Coming from the perspective of a casual visitor to museums and having (as yet) not professional experience from working in the sector, I feel confident enough in saying that the activities which have come my way have given a rare insight that others my age would have not had themselves. Whether it has been producing an exhibition in a museum or gaining paid roles as a result of volunteering, not only accessing heritage from a young age is a valuable opening in its own right, but impacts those like myself who have lifelong conditions to manage. For the latter part, it can alter the perception someone can see the world.
My own personal story seemed to reach a highlight at the recent Autism in Museums event, hosted by the charity Kids in Museums, where on behalf of Ambitious about Autism I presented on what I believe professionals could learn from those periods in which museums and other related organisations really did break from their shell. The three values I spoke of as followed:
While most have their own interpretations on what those words mean to them, I saw in practice how these three interlinked goals could make a difference in what is seen sometimes as an unfashionable environment. At Dorset County Museum (DCM) in 2012, a cohort of us of mixed abilities, in education, employment or, as in some cases, with profound disabilities, worked together to put on a full exhibition on a 70 year legacy of youth clubs in the county. The project, Dorset Young Remembers (DYR), was funded by the Heritage Lottery Fund and was a celebration of all time strands from past to future of how provision for young people could make a real difference.
While the contents of the exhibition were something to be proud of, the real success lied in how all volunteers were part of the group and would be able to utilise their interests in research, interviewing members of the community or in my case, acting as a press officer for our online blog and the media. The challenge of acting as a Master of Ceremonies may have prompted some organisations to query whether someone more…polished to have taken on my role when officially launching the exhibition, but DCM gave us full control and responsibility of how we wanted to achieve our vision. As unusual in its context it may be, for those on the spectrum like myself and others who felt powerless to have any role in our communities, the experience of making something happen and acquiring a few more skills for the wider world pays its dividends. The Museum alone has to be applauded for taking what in retrospect now was a gamble and throwing its doors open to an area of modern history not often appreciated enough.
Breaking the Mould
With most museums intent on bringing its visitors inside its doors, it has to be said many more people would take a keener interest if the history could be located in the wider outdoor world where local heritage can be seen in the flesh. Living in an area like Dorset, many of its towns, including our base in Dorchester, is fortunate in not having to look hard to find a backstory.
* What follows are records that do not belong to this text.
//! Parsing `META-INF/MANIFEST.MF`
//!
//! A manifest is a series of sections separated by blank lines.
//! The first is the main section; each after it starts with a `Name:`
//! attribute naming the entry it describes. Every line is a `Key: Value`
//! pair, and lines starting with a single space continue the previous value
//! (writers wrap at 72 bytes).

use indexmap::IndexMap;

use crate::result::*;

/// Where manifests live
pub const MANIFEST_NAME: &str = "META-INF/MANIFEST.MF";

/// The attributes of one manifest section, in the order they appeared.
#[derive(Debug, Clone, Default, PartialEq, Eq)]
pub struct Attributes(IndexMap<String, String>);

impl Attributes {
    /// Looks up an attribute. Like the JAR format says, names are
    /// compared case-insensitively (ASCII only).
    pub fn get(&self, name: &str) -> Option<&str> {
        self.0
            .iter()
            .find(|(k, _)| k.eq_ignore_ascii_case(name))
            .map(|(_, v)| v.as_str())
    }

    pub fn iter(&self) -> impl Iterator<Item = (&str, &str)> {
        self.0.iter().map(|(k, v)| (k.as_str(), v.as_str()))
    }

    pub fn len(&self) -> usize {
        self.0.len()
    }

    pub fn is_empty(&self) -> bool {
        self.0.is_empty()
    }

    fn insert(&mut self, name: String, value: String) {
        // A repeated attribute replaces the earlier one.
        let existing = self
            .0
            .keys()
            .find(|k| k.eq_ignore_ascii_case(&name))
            .cloned();
        match existing {
            Some(k) => {
                self.0.insert(k, value);
            }
            None => {
                self.0.insert(name, value);
            }
        }
    }
}

/// A parsed JAR manifest
#[derive(Debug, Clone, Default, PartialEq, Eq)]
pub struct Manifest {
    main: Attributes,
    entries: IndexMap<String, Attributes>,
}

impl Manifest {
    pub fn parse(bytes: &[u8]) -> JarResult<Self> {
        let text = std::str::from_utf8(bytes)?;
        let text = text.strip_prefix('\u{feff}').unwrap_or(text);

        let mut manifest = Manifest::default();
        for section in sections(text)? {
            if manifest.main.is_empty() && manifest.entries.is_empty() && !is_entry(&section) {
                manifest.main = section;
                continue;
            }
            let name = section
                .get("Name")
                .ok_or_else(|| {
                    JarError::InvalidManifest(String::from(
                        "Per-entry section without a Name attribute",
                    ))
                })?
                .to_owned();
            manifest.entries.insert(name, section);
        }
        Ok(manifest)
    }

    /// The main section's attributes
    pub fn main_attributes(&self) -> &Attributes {
        &self.main
    }

    /// Shorthand for `main_attributes().get(name)`
    pub fn main_attribute(&self, name: &str) -> Option<&str> {
        self.main.get(name)
    }

    /// The attributes of the section for the named entry, if there is one
    pub fn entry_attributes(&self, name: &str) -> Option<&Attributes> {
        self.entries.get(name)
    }

    /// Names of the entries with their own sections
    pub fn entry_names(&self) -> impl Iterator<Item = &str> {
        self.entries.keys().map(String::as_str)
    }
}

fn is_entry(section: &Attributes) -> bool {
    section.0.keys().next().map_or(false, |k| k.eq_ignore_ascii_case("Name"))
}

/// Splits a manifest into its (non-empty) sections
fn sections(text: &str) -> JarResult<Vec<Attributes>> {
    let mut sections = Vec::new();
    let mut current = Attributes::default();
    // The attribute we're building, which continuation lines add to
    let mut pending: Option<(String, String)> = None;

    // Manifests may use CRLF, LF, or lone CR line endings.
    for line in text.split("\r\n").flat_map(|l| l.split(['\r', '\n'])) {
        if let Some(continuation) = line.strip_prefix(' ') {
            match pending.as_mut() {
                Some((_, value)) => value.push_str(continuation),
                None => {
                    return Err(JarError::InvalidManifest(String::from(
                        "Continuation line without an attribute to continue",
                    )))
                }
            }
            continue;
        }

        if let Some((name, value)) = pending.take() {
            current.insert(name, value);
        }

        if line.is_empty() {
            if !current.is_empty() {
                sections.push(std::mem::take(&mut current));
            }
            continue;
        }

        let (name, value) = line.split_once(": ").ok_or_else(|| {
            JarError::InvalidManifest(format!("Expected \"Name: Value\", got \"{line}\""))
        })?;
        if name.is_empty() {
            return Err(JarError::InvalidManifest(format!(
                "Attribute with no name in \"{line}\""
            )));
        }
        pending = Some((name.to_owned(), value.to_owned()));
    }

    if let Some((name, value)) = pending {
        current.insert(name, value);
    }
    if !current.is_empty() {
        sections.push(current);
    }
    Ok(sections)
}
As a true example of this, Geocaching was an effective medium, which already had an international following, of setting boxes in hidden locations to simply tell those stories! Simple enough in its premise, but as a cost effective and accessible project for young people of all abilities to develop and take part in, it does in effect bring history to life when you might be standing in the heart of something significant. In my presentation, I recommended museums make more of a conscious effort to go beyond the typical boards attached to exhibits which might tell stories. With
copious sentences and sometimes minimally sized font, for those who are autistic and beyond, there is nothing to be gained from this. As illustrated by DYR’s successor project, Walking in their Shoes, with the help of Young Roots funding, produced its own unique spin of telling interesting narratives.
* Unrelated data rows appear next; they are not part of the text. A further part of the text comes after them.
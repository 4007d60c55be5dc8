//! nestjar reads executable JARs and the JARs packed inside them,
//! to any depth, without unpacking anything to disk:
//!
//! ```no_run
//! # use nestjar::*;
//! // Memory-map the outer archive...
//! let app = JarFile::open("app.jar")?;
//! println!("Main-Class: {:?}", app.manifest()?.and_then(|m| m.main_attribute("Main-Class")));
//!
//! // ...and open one inside it.
//! let lib = app.nested_jar_by_name("BOOT-INF/lib/library.jar")?;
//! for entry in lib.entries() {
//!     println!("{} ({} bytes)", entry.name(), entry.size());
//! }
//!
//! // Or go straight there with a nested path.
//! let path: NestedPath = "app.jar!/BOOT-INF/lib/library.jar".parse()?;
//! let same_lib = JarFile::open_nested(&path)?;
//! let class = same_lib.entry("com/example/Thing.class")?.read_to_vec()?;
//! # Ok::<(), Box<dyn std::error::Error>>(())
//! ```
//!
//! A ZIP archive's directory sits at its end, and each member is compressed
//! independently, with the directory telling us where to find it.
//! So if a JAR is _stored_ (not compressed) inside another,
//! its bytes are right there in the outer file, and we can read it in place:
//! every nested archive is a view onto the outermost archive's memory map.
//! (Deflated nested archives are inflated into memory, since there's no
//! other way to get at them.)
//!
//! Views share the map by reference count, so the file stays mapped until
//! the last archive, entry, or stream using it is dropped.
//! Nothing needs to be closed in any particular order.
//!
//! Everything here is read-only and immutable once built,
//! so archives and entries can be shared between threads freely.

pub mod ascii;
pub mod codec;
pub mod data;
pub mod entry;
pub mod eocd;
pub mod format;
pub mod header;
pub mod manifest;
pub mod nested;
pub mod parser;
pub mod read;
pub mod result;

pub use ascii::AsciiBytes;
pub use data::{ByteRange, ReadMode};
pub use entry::JarEntry;
pub use format::CompressionMethod;
pub use manifest::Manifest;
pub use nested::NestedPath;
pub use read::JarFile;
pub use result::{JarError, JarResult};

mod arch;
mod crc_reader;
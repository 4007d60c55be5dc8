use crate::result::*;

/// A checked cast to usize
///
/// Offsets and sizes are carried around as u64 (that's what the format
/// and [`ByteRange`](crate::data::ByteRange) speak),
/// but slicing needs a usize.
pub fn usize<I: Into<u64>>(i: I) -> JarResult<usize> {
    let i: u64 = i.into();
    usize::try_from(i).map_err(|_| JarError::InsufficientAddressSpace)
}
Previously used for exhibition boards at DCM, the Comic Life, software and others like it have the potential to be game changers in how history is perceived by a younger audience. Indeed, with the close support by The Tank Museum and Keep Military Museum, they helped to embrace our new approach by accessing their archives, even with the chance to see an exhibit in progress, to bring the history of World War I 100 years on to 2014. For Anglo Saxon research, this became even more pivotal when there is such little recorded factual information. A little imagination can go a long way, but without the collaboration of those who supported us in the heritage field, it would have failed miserably. For volunteers who had disabilities and who may have felt excluded previously, to feel valued with supported tasks they could make a contribution. Key to that is having willing adult volunteers who can enable younger ones. That in itself should be an incentive to museums to welcome new audiences.
Finding the Answers
There is no easy solution to prescribe to all venues. Museums and other places come in all different shapes and sizes and where funding these days becomes increasingly scarcer. A recurring point from the event this month shows just how basic training in autism awareness could go a long way to make a difference, but there are at last precedents being made and embracing autism in a more holistic method than previously done. The RAF and V&A Museums are trailblazing in this respect.
My booklet, ‘Generation History’ which was produced with the help of the charity Fixers advises how to make local heritage more inclusive and inviting to all. Though some things need investment to make it happen, I find it is an alternative approach which can help to break boundaries. Autism is not the problem to be solved here – it is the way in which we accommodate others that can tell of innovation.